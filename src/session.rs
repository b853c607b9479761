use crate::error::{RootError, ToolError, ToolResult};
use crate::root::ProjectRoot;
use crate::security::{PathGuard, to_absolute};

/// State of one agent session: the current jail plus scratch memory
///
/// Nothing here is persisted. The root is only reassigned through
/// [`Session::set_root`], which keeps the previous root on failure.
#[derive(Debug, Clone)]
pub struct Session {
    root: ProjectRoot,
    notes: Vec<String>,
    todos: Vec<String>,
}

impl Session {
    pub fn new(root: ProjectRoot) -> Self {
        Self {
            root,
            notes: Vec::new(),
            todos: Vec::new(),
        }
    }

    /// Get the current project root
    pub fn root(&self) -> &ProjectRoot {
        &self.root
    }

    /// Path guard bound to the current root
    pub fn guard(&self) -> PathGuard<'_> {
        PathGuard::new(&self.root)
    }

    /// Replace the project root
    ///
    /// Relative paths resolve against the current root. The new root must be an
    /// existing directory; otherwise the current root stays in place.
    pub fn set_root(&mut self, path: &str) -> Result<&ProjectRoot, RootError> {
        let candidate = to_absolute(&self.root, path);
        let new_root = ProjectRoot::new(&candidate)?;
        tracing::info!(from = %self.root, to = %new_root, "project root changed");
        self.root = new_root;
        Ok(&self.root)
    }

    /// Save a note, returning its 1-based number
    pub fn add_note(&mut self, text: &str) -> ToolResult<usize> {
        let text = text.trim();
        if text.is_empty() {
            return Err(ToolError::InvalidArgument("empty note.".to_string()));
        }
        self.notes.push(text.to_string());
        Ok(self.notes.len())
    }

    pub fn notes(&self) -> &[String] {
        &self.notes
    }

    /// Add a todo, returning its 1-based number
    pub fn add_todo(&mut self, item: &str) -> ToolResult<usize> {
        let item = item.trim();
        if item.is_empty() {
            return Err(ToolError::InvalidArgument("empty todo.".to_string()));
        }
        self.todos.push(item.to_string());
        Ok(self.todos.len())
    }

    pub fn todos(&self) -> &[String] {
        &self.todos
    }

    /// Remove the todo at 1-based `index` and return it
    pub fn complete_todo(&mut self, index: i64) -> ToolResult<String> {
        let position = usize::try_from(index)
            .ok()
            .and_then(|i| i.checked_sub(1))
            .filter(|&i| i < self.todos.len())
            .ok_or(ToolError::InvalidIndex(index))?;
        Ok(self.todos.remove(position))
    }
}
use std::io;
use std::path::PathBuf;
use thiserror::Error;

// Import module-level errors for AppError
use crate::config::settings::ConfigError;
use crate::security::allowlist::BlockReason;

/// Errors raised while establishing or changing the project root
#[derive(Debug, Error)]
pub enum RootError {
    #[error("Not a valid directory: {}", .0.display())]
    NotADirectory(PathBuf),

    #[error("Failed to resolve project root {}: {source}", .path.display())]
    Io {
        path: PathBuf,
        #[source]
        source: io::Error,
    },
}

/// Errors a tool call can end in
///
/// None of these escape the tool boundary as faults: `tools::render` turns every
/// variant into a result string for the agent runtime. The `Display` text keeps the
/// `Refused:`, `Blocked` and `[command failed]` markers callers look for.
#[derive(Debug, Error)]
pub enum ToolError {
    #[error("Refused: path outside project root ({}) -> {}", .root.display(), .path.display())]
    ConfinementViolation { path: PathBuf, root: PathBuf },

    #[error("Path does not exist: {}", .0.display())]
    NotFound(PathBuf),

    #[error("Not a file: {}", .0.display())]
    NotAFile(PathBuf),

    #[error("Not a directory: {}", .0.display())]
    NotADirectory(PathBuf),

    #[error("Blocked {program} command: {args:?} ({reason})")]
    BlockedCommand {
        program: String,
        args: String,
        reason: BlockReason,
    },

    #[error("[command failed] {0}")]
    ExecutionFailure(String),

    #[error("Refused: exists and overwrite=false -> {}", .0.display())]
    OverwriteRefused(PathBuf),

    #[error("Refused: {0}")]
    InvalidArgument(String),

    #[error("Invalid index: {0}")]
    InvalidIndex(i64),

    #[error("Invalid pattern: {0}")]
    InvalidPattern(#[from] regex::Error),

    #[error("I/O error on {}: {source}", .path.display())]
    Io {
        path: PathBuf,
        #[source]
        source: io::Error,
    },

    #[error(transparent)]
    Root(#[from] RootError),
}

impl ToolError {
    /// Wrap an I/O error with the path it happened on
    pub fn io(path: impl Into<PathBuf>, source: io::Error) -> Self {
        ToolError::Io {
            path: path.into(),
            source,
        }
    }

    /// True for the rejections the jail itself produces (as opposed to I/O faults)
    pub fn is_rejection(&self) -> bool {
        matches!(
            self,
            ToolError::ConfinementViolation { .. }
                | ToolError::BlockedCommand { .. }
                | ToolError::OverwriteRefused(_)
        )
    }
}

/// Top-level application error that wraps all module-specific errors
///
/// Used by the binary during startup. Once the tool loop is running, failures are
/// rendered per call and never reach this type.
#[derive(Debug, Error)]
pub enum AppError {
    #[error("Configuration error: {0}")]
    Config(#[from] ConfigError),

    #[error("Project root error: {0}")]
    Root(#[from] RootError),

    #[error("Tool error: {0}")]
    Tool(#[from] ToolError),

    #[error("Tool protocol error: {0}")]
    Protocol(#[from] serde_json::Error),

    #[error("I/O error: {0}")]
    Io(#[from] io::Error),
}

/// Result type for tool operations
pub type ToolResult<T> = std::result::Result<T, ToolError>;

/// Result type for application-level operations
pub type AppResult<T> = std::result::Result<T, AppError>;
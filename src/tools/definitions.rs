use serde::Serialize;
use serde_json::{Value, json};

/// Name, description and JSON-schema parameters of one tool, as advertised to the agent
#[derive(Debug, Clone, Serialize)]
pub struct ToolDefinition {
    pub name: &'static str,
    pub description: &'static str,
    pub parameters: Value,
}

fn define(name: &'static str, description: &'static str, parameters: Value) -> ToolDefinition {
    ToolDefinition {
        name,
        description,
        parameters,
    }
}

fn no_parameters() -> Value {
    json!({"type": "object", "properties": {}})
}

/// Every tool the surface exposes
pub fn tool_definitions() -> Vec<ToolDefinition> {
    vec![
        define(
            "show_project_root",
            "Show the current project root. All file and command tools are confined to it.",
            no_parameters(),
        ),
        define(
            "set_project_root",
            "Change the project root. Relative paths resolve against the current root.",
            json!({
                "type": "object",
                "properties": {"path": {"type": "string"}},
                "required": ["path"]
            }),
        ),
        define("ping", "Health check. Returns pong.", no_parameters()),
        define(
            "add_note",
            "Save a note in session memory.",
            json!({
                "type": "object",
                "properties": {"text": {"type": "string"}},
                "required": ["text"]
            }),
        ),
        define("list_notes", "List saved notes.", no_parameters()),
        define(
            "add_todo",
            "Add an item to the session todo list.",
            json!({
                "type": "object",
                "properties": {"item": {"type": "string"}},
                "required": ["item"]
            }),
        ),
        define("list_todos", "List open todos.", no_parameters()),
        define(
            "complete_todo",
            "Complete and remove a todo by its 1-based index.",
            json!({
                "type": "object",
                "properties": {"index": {"type": "integer"}},
                "required": ["index"]
            }),
        ),
        define(
            "list_dir",
            "List a directory inside the project root, optionally recursively.",
            json!({
                "type": "object",
                "properties": {
                    "path": {"type": "string", "default": "."},
                    "recursive": {"type": "boolean", "default": false}
                }
            }),
        ),
        define(
            "read_text_file",
            "Read a UTF-8 text file inside the project root. Large files are truncated.",
            json!({
                "type": "object",
                "properties": {
                    "path": {"type": "string"},
                    "max_bytes": {"type": "integer"}
                },
                "required": ["path"]
            }),
        ),
        define(
            "write_text_file",
            "Write a text file. Dry run unless confirm=true.",
            json!({
                "type": "object",
                "properties": {
                    "path": {"type": "string"},
                    "content": {"type": "string"},
                    "confirm": {"type": "boolean", "default": false},
                    "overwrite": {"type": "boolean", "default": true}
                },
                "required": ["path", "content"]
            }),
        ),
        define(
            "append_text_file",
            "Append text to a file. Dry run unless confirm=true.",
            json!({
                "type": "object",
                "properties": {
                    "path": {"type": "string"},
                    "content": {"type": "string"},
                    "confirm": {"type": "boolean", "default": false}
                },
                "required": ["path", "content"]
            }),
        ),
        define(
            "search_replace_file",
            "Replace every literal occurrence of a string in a file. Dry run unless confirm=true; preview_only shows old and new heads.",
            json!({
                "type": "object",
                "properties": {
                    "path": {"type": "string"},
                    "find": {"type": "string"},
                    "replace": {"type": "string"},
                    "confirm": {"type": "boolean", "default": false},
                    "preview_only": {"type": "boolean", "default": false}
                },
                "required": ["path", "find", "replace"]
            }),
        ),
        define(
            "regex_replace_file",
            "Regex replace in a file. Flags: i (ignore case), m (multiline), s (dot matches newline). Dry run unless confirm=true.",
            json!({
                "type": "object",
                "properties": {
                    "path": {"type": "string"},
                    "pattern": {"type": "string"},
                    "replace": {"type": "string"},
                    "flags": {"type": "string", "default": ""},
                    "confirm": {"type": "boolean", "default": false},
                    "preview_only": {"type": "boolean", "default": false}
                },
                "required": ["path", "pattern", "replace"]
            }),
        ),
        define(
            "run_git",
            "Run an allowlisted git command (status, diff, log, show, rev-parse, branch, add, restore, checkout, commit, switch).",
            json!({
                "type": "object",
                "properties": {
                    "args": {"type": "string"},
                    "working_dir": {"type": "string", "default": "."}
                },
                "required": ["args"]
            }),
        ),
        define(
            "run_npm",
            "Run an allowlisted npm command (install, run, test, ci).",
            json!({
                "type": "object",
                "properties": {
                    "args": {"type": "string"},
                    "working_dir": {"type": "string", "default": "."}
                },
                "required": ["args"]
            }),
        ),
        define(
            "code_review_snippet",
            "Prepare a structured review request for a code snippet. Nothing is executed.",
            json!({
                "type": "object",
                "properties": {
                    "code": {"type": "string"},
                    "language": {"type": "string", "default": "auto"},
                    "goals": {"type": "string", "default": ""}
                },
                "required": ["code"]
            }),
        ),
        define(
            "propose_commit_message",
            "Draft a commit message from a short summary of the changes.",
            json!({
                "type": "object",
                "properties": {
                    "changes_summary": {"type": "string"},
                    "style": {"type": "string", "default": "conventional"}
                },
                "required": ["changes_summary"]
            }),
        ),
    ]
}
use time::{Date, OffsetDateTime, UtcOffset};
use time_tz::{Offset, TimeZone};

use crate::Error;

/// Get the current UTC offset for a canonical timezone name, e.g. "Asia/Seoul".
pub fn get_local_offset(canonical_timezone: &str) -> Option<UtcOffset> {
    time_tz::timezones::get_by_name(canonical_timezone)
        .map(|tz| tz.get_offset_utc(&OffsetDateTime::now_utc()).to_utc())
}

/// Today's date in `canonical_timezone`.
///
/// # Errors
/// Returns [Error::InvalidTimezoneError] if `canonical_timezone` is not a known timezone.
pub fn local_today(canonical_timezone: &str) -> Result<Date, Error> {
    let offset = get_local_offset(canonical_timezone)
        .ok_or_else(|| Error::InvalidTimezoneError(canonical_timezone.to_owned()))?;

    Ok(OffsetDateTime::now_utc().to_offset(offset).date())
}

#[cfg(test)]
mod tests {
    use crate::Error;

    use super::{get_local_offset, local_today};

    #[test]
    fn seoul_is_nine_hours_ahead() {
        let offset = get_local_offset("Asia/Seoul").unwrap();

        assert_eq!(offset.whole_hours(), 9);
    }

    #[test]
    fn unknown_timezone_is_an_error() {
        assert_eq!(
            local_today("Mars/Olympus_Mons"),
            Err(Error::InvalidTimezoneError("Mars/Olympus_Mons".to_owned()))
        );
    }
}
//! Families are the sharing unit: every transaction and recurring rule belongs to one.
//!
//! A family is created the first time its code is used and gains members as new
//! users join with the same code.

mod db;
mod domain;
mod join_endpoint;

pub use db::{create_family_tables, find_family, find_or_create_family, join_family};
pub use domain::{Family, FamilyCode, MAX_FAMILY_MEMBERS, UserName};
pub use join_endpoint::join_family_endpoint;
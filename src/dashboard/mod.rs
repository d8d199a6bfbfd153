//! Dashboard module
//!
//! Summarises a family's spending and income for one calendar month, with totals per
//! category and per category group.

mod aggregation;
mod handlers;

pub use aggregation::{LabelTotal, MonthlySummary, YearMonth, summarize_month};
pub use handlers::get_dashboard_endpoint;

_WHAT IS EXPECTED_
Scan the listing above for the line that has "use std::path::PathBuf;", then copy exactly from that line through the line that has "pub enum RootError".

_ANSWER SPACE_
use std::path::PathBuf;
use thiserror::Error;

// Import module-level errors for AppError
use crate::config::settings::ConfigError;
use crate::security::allowlist::BlockReason;

/// Errors raised while establishing or changing the project root
#[derive(Debug, Error)]
pub enum RootError {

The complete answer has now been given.